US ETF Industry: Record Launches and Closures in 2024

US ETF Industry: Record Launches and Closures in 2024

The US exchange-traded fund (ETF) industry, boasting a staggering $10.4 trillion in assets, has experienced a year of unprecedented growth and upheaval. While record inflows and new fund launches celebrate the industry’s continued success, a wave of closures highlights the intensifying competition and challenges in the ETF landscape.

In 2024, almost 200 ETFs have shut down, mirroring the closure rate seen during the early stages of the pandemic. This comes despite over 700 new funds entering the market, marking the second consecutive year of record launches. This dynamic illustrates a clear trend: as the ETF product pipeline expands, a growing number of funds struggle to survive.

The ETF Boom and the Struggle for Survival

Investors are increasingly drawn to ETFs due to their tax efficiency and relatively low costs. Established issuers and ambitious newcomers alike are flooding the market with new products to meet this surging demand. However, with nearly 3,900 US-listed ETFs vying for investor capital, achieving profitability has become significantly more challenging.

“The timeline for success has dramatically shortened,” explains Amrita Nandakumar, president of ETF sub-adviser Vident Asset Management. The previous three-year window for new funds to establish themselves has shrunk to approximately 18 months. This accelerated timeline, coupled with intense fee competition, puts immense pressure on new entrants.

Illustrative graph showing potential trend of ETF closures.

The Cost of Launching an ETF

Nandakumar estimates that a new ETF issuer needs a minimum of $250,000 in working capital for the first year to cover launch and operating expenses, excluding any marketing costs.

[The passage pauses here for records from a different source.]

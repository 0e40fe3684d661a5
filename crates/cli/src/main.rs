//! taraflow CLI entry point.
//!
//! This binary is the composition root for the entire system:
//!
//! 1. **Parse arguments and configuration** — clap arguments, TOML config
//!    with `TARAFLOW_*` environment overrides.
//! 2. **Wire observability** — `tracing-subscriber` with an env-filter
//!    layer, optionally emitting JSON events.
//! 3. **Construct infrastructure** — the OpenAI-compatible backend, the
//!    token-bucket rate limiter, and the resilient client, injected into
//!    the orchestrator as the `LlmProvider` port.
//! 4. **Run and export** — ingest the asset inventory, run the pipeline,
//!    write the analysis rows and requirement digests as CSV.
//!
//! A run that merely has failed branches still exits 0 and reports counts;
//! only pre-pipeline failures (unreadable inventory, bad configuration)
//! exit non-zero.

mod config;
mod export;
mod ingest;

use std::path::PathBuf;
use std::sync::Arc;

use anyhow::Context;
use clap::Parser;
use tracing::info;
use tracing_subscriber::EnvFilter;

use llm::{OpenAiChatBackend, RateLimiter, ResilientClient, TokioPacer};
use nodes::AnalysisOrchestrator;

use crate::config::TaraflowConfig;

#[derive(Parser, Debug)]
#[command(
    name = "taraflow",
    version,
    about = "Concurrent LLM-driven threat analysis and risk assessment pipeline"
)]
struct Cli {
    /// Asset inventory: a JSON array of assets.
    #[arg(long)]
    assets: PathBuf,

    /// Output file for the analysis rows (semicolon-delimited CSV).
    #[arg(long, default_value = "tara_report.csv")]
    out: PathBuf,

    /// Output file for the requirement digests (semicolon-delimited CSV).
    #[arg(long, default_value = "tara_requirements.csv")]
    requirements_out: PathBuf,

    /// Configuration file (TOML). Defaults apply when omitted.
    #[arg(long)]
    config: Option<PathBuf>,

    /// Emit log events as JSON.
    #[arg(long)]
    log_json: bool,
}

fn init_tracing(json: bool) {
    let filter = EnvFilter::try_from_default_env().unwrap_or_else(|_| EnvFilter::new("info"));
    let builder = tracing_subscriber::fmt().with_env_filter(filter);
    if json {
        builder.json().init();
    } else {
        builder.init();
    }
}

#[tokio::main]
async fn main() -> anyhow::Result<()> {
    let cli = Cli::parse();
    init_tracing(cli.log_json);

    let config = TaraflowConfig::load(cli.config.as_deref())?;
    let assets = ingest::read_assets(&cli.assets)?;
    info!(assets = assets.len(), "asset inventory loaded");

    let api_key = config.resolve_api_key()?;
    let pacer = Arc::new(TokioPacer);
    let limiter = Arc::new(RateLimiter::new(
        config.rate_limit.tokens_per_minute,
        config.rate_limit.burst_capacity,
        pacer.clone(),
    ));
    let backend = Arc::new(OpenAiChatBackend::new(config.endpoint_config(api_key)));
    let client = ResilientClient::with_pacer(backend, limiter, config.retry_settings(), pacer);
    let orchestrator =
        AnalysisOrchestrator::new(Arc::new(client), config.orchestrator_options());

    let report = orchestrator.run(assets).await;

    export::write_rows(&cli.out, &report.rows)
        .with_context(|| format!("writing {}", cli.out.display()))?;
    export::write_digests(&cli.requirements_out, &report.digests)
        .with_context(|| format!("writing {}", cli.requirements_out.display()))?;

    info!(
        run_id = %report.run_id,
        roots = report.totals.roots,
        roots_aborted = report.totals.roots_aborted,
        completed = report.totals.branches_completed,
        failed = report.totals.branches_failed,
        terminated = report.totals.branches_terminated,
        rows = report.rows.len(),
        digests = report.digests.len(),
        report = %cli.out.display(),
        requirements = %cli.requirements_out.display(),
        "analysis run finished"
    );
    Ok(())
}
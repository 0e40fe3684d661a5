//! Tabular export of the run results.
//!
//! Semicolon-delimited CSV, one file for the analysis rows and one for the
//! requirement digests. The column order comes from the records' flat-row
//! projection; this module only owns file format and escaping.

use std::io;
use std::path::Path;

use pipeline::artifact::{RequirementDigest, TaraRecord};

/// Writes the analysis rows. An empty run produces an empty file.
pub fn write_rows(path: &Path, rows: &[TaraRecord]) -> io::Result<()> {
    let mut out = String::new();
    if let Some(first) = rows.first() {
        push_line(&mut out, first.flat_row().iter().map(|(key, _)| *key));
        for row in rows {
            push_line(&mut out, row.flat_row().into_iter().map(|(_, value)| value));
        }
    }
    std::fs::write(path, out)
}

/// Writes the requirement digests. An empty run produces an empty file.
pub fn write_digests(path: &Path, digests: &[RequirementDigest]) -> io::Result<()> {
    let mut out = String::new();
    if let Some(first) = digests.first() {
        push_line(&mut out, first.flat_row().iter().map(|(key, _)| *key));
        for digest in digests {
            push_line(
                &mut out,
                digest.flat_row().into_iter().map(|(_, value)| value),
            );
        }
    }
    std::fs::write(path, out)
}

fn push_line<I, S>(out: &mut String, fields: I)
where
    I: Iterator<Item = S>,
    S: AsRef<str>,
{
    let mut first = true;
    for field in fields {
        if !first {
            out.push(';');
        }
        first = false;
        out.push_str(&escape(field.as_ref()));
    }
    out.push('\n');
}

fn escape(field: &str) -> String {
    if field.contains([';', '"', '\n', '\r']) {
        format!("\"{}\"", field.replace('"', "\"\""))
    } else {
        field.to_owned()
    }
}
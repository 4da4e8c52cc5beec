//! Example: Converting a dialog held in memory
//!
//! Parses a small resource script, prints the generated GtkBuilder document
//! and lists the warnings raised while translating.

use rcgtk::{
    Converter,
    config::{AppConfig, DialogConfig},
    symbol::SymbolTable,
};

const SOURCE: &str = r#"
IDD_DIALOG DIALOGEX 12, 12, 232, 120
CAPTION "Example"
BEGIN
    LTEXT           "Device",IDC_DEVICE_TXT,8,6,60,8
    COMBOBOX        IDC_DEVICE,8,18,216,80,CBS_DROPDOWNLIST | WS_TABSTOP
    CONTROL         "Quick format",IDC_QUICK_FORMAT,"Button",
                    BS_AUTOCHECKBOX | WS_TABSTOP,8,40,110,10
    ICON            IDI_ICON,IDC_ICON,200,40,20,20
    DEFPUSHBUTTON   "Start",IDC_START,174,100,50,14
END
"#;

fn main() -> Result<(), Box<dyn std::error::Error>> {
    let symbols: SymbolTable = [
        ("IDC_DEVICE_TXT", "1000"),
        ("IDC_DEVICE", "1001"),
        ("IDC_QUICK_FORMAT", "1002"),
        ("IDC_START", "1003"),
    ]
    .into_iter()
    .collect();

    let config = AppConfig::default().with_dialog(DialogConfig::default().with_id("IDD_DIALOG"));
    let converter = Converter::new(config).with_symbols(symbols);

    let conversion = converter.convert(SOURCE)?;
    println!("{}", conversion.document());

    for warning in conversion.warnings() {
        eprintln!("{warning}");
    }

    Ok(())
}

Even though this figure is slightly lower than a decade ago, the ongoing fee war within the ETF industry has compressed profit margins, leading to a higher percentage of loss-making funds.

Bloomberg Intelligence’s Athanasios Psarofagis notes that fund liquidations have been widespread this year, impacting both large and small issuers, as well as both new and older ETFs. Notable closures include funds focused on environmental, social, and governance (ESG) investing, those with “China” in their names, and cannabis-related offerings.

Success Stories and Shifting Landscape

Despite the closures, 2024 witnessed several successful launches, including the first US ETFs tracking the spot price of Bitcoin and Ether. Additionally, a wave of derivatives-powered funds offering leveraged or inverse exposure to popular stocks has gained traction.

Two Securities and Exchange Commission (SEC) rule changes in 2019 and 2020 significantly contributed to this boom. These changes streamlined the process for creating actively managed and derivatives-based ETFs. Furthermore, the rise of white-label issuers, who handle the legal and operational aspects for startup ETFs, has lowered the barriers to entry for new players.

Illustrative image depicting traders on a trading floor.

“The barriers to entry are lower than ever, but the barriers to success are higher,” observes Psarofagis. Even for funds that manage to cover costs and generate profit, achieving long-term success and attracting significant assets remains a considerable challenge. Gaining access to the vast capital controlled by institutional investors and financial advisors requires meeting stringent platform requirements related to fund size, trading volume, and track record.

Niche Products and Retail Focus

Ed McRedmond, founder of etfEd Advisory, highlights that successful new ETFs in 2024 tend to be “very niche products,” such as leveraged single-stock ETFs that have resonated with retail traders. These funds often bypass institutional gatekeepers by marketing directly to retail investors.

Illustrative image showing stock information on a mobile phone, representing retail trading.

For the hundreds of new funds that haven’t yet attracted significant inflows, the path to profitability remains steep. “It’s harder today than it was yesterday, and it’s going to be harder tomorrow,” Nandakumar cautions. The ETF landscape continues to evolve at a rapid pace, demanding innovation, adaptability, and a deep understanding of investor needs to succeed.

Conclusion: Navigating the Evolving ETF Landscape

The US ETF industry’s record-breaking year underscores its enduring appeal to investors seeking efficient and cost-effective investment vehicles. However, the surge in closures serves as a stark reminder of the challenges faced by new entrants in a fiercely competitive market. Success in this dynamic environment requires a combination of innovative product development, strategic marketing, and the ability to navigate the evolving regulatory landscape. As the industry continues to mature, the ability to differentiate and deliver compelling value propositions will be crucial for long-term survival and growth.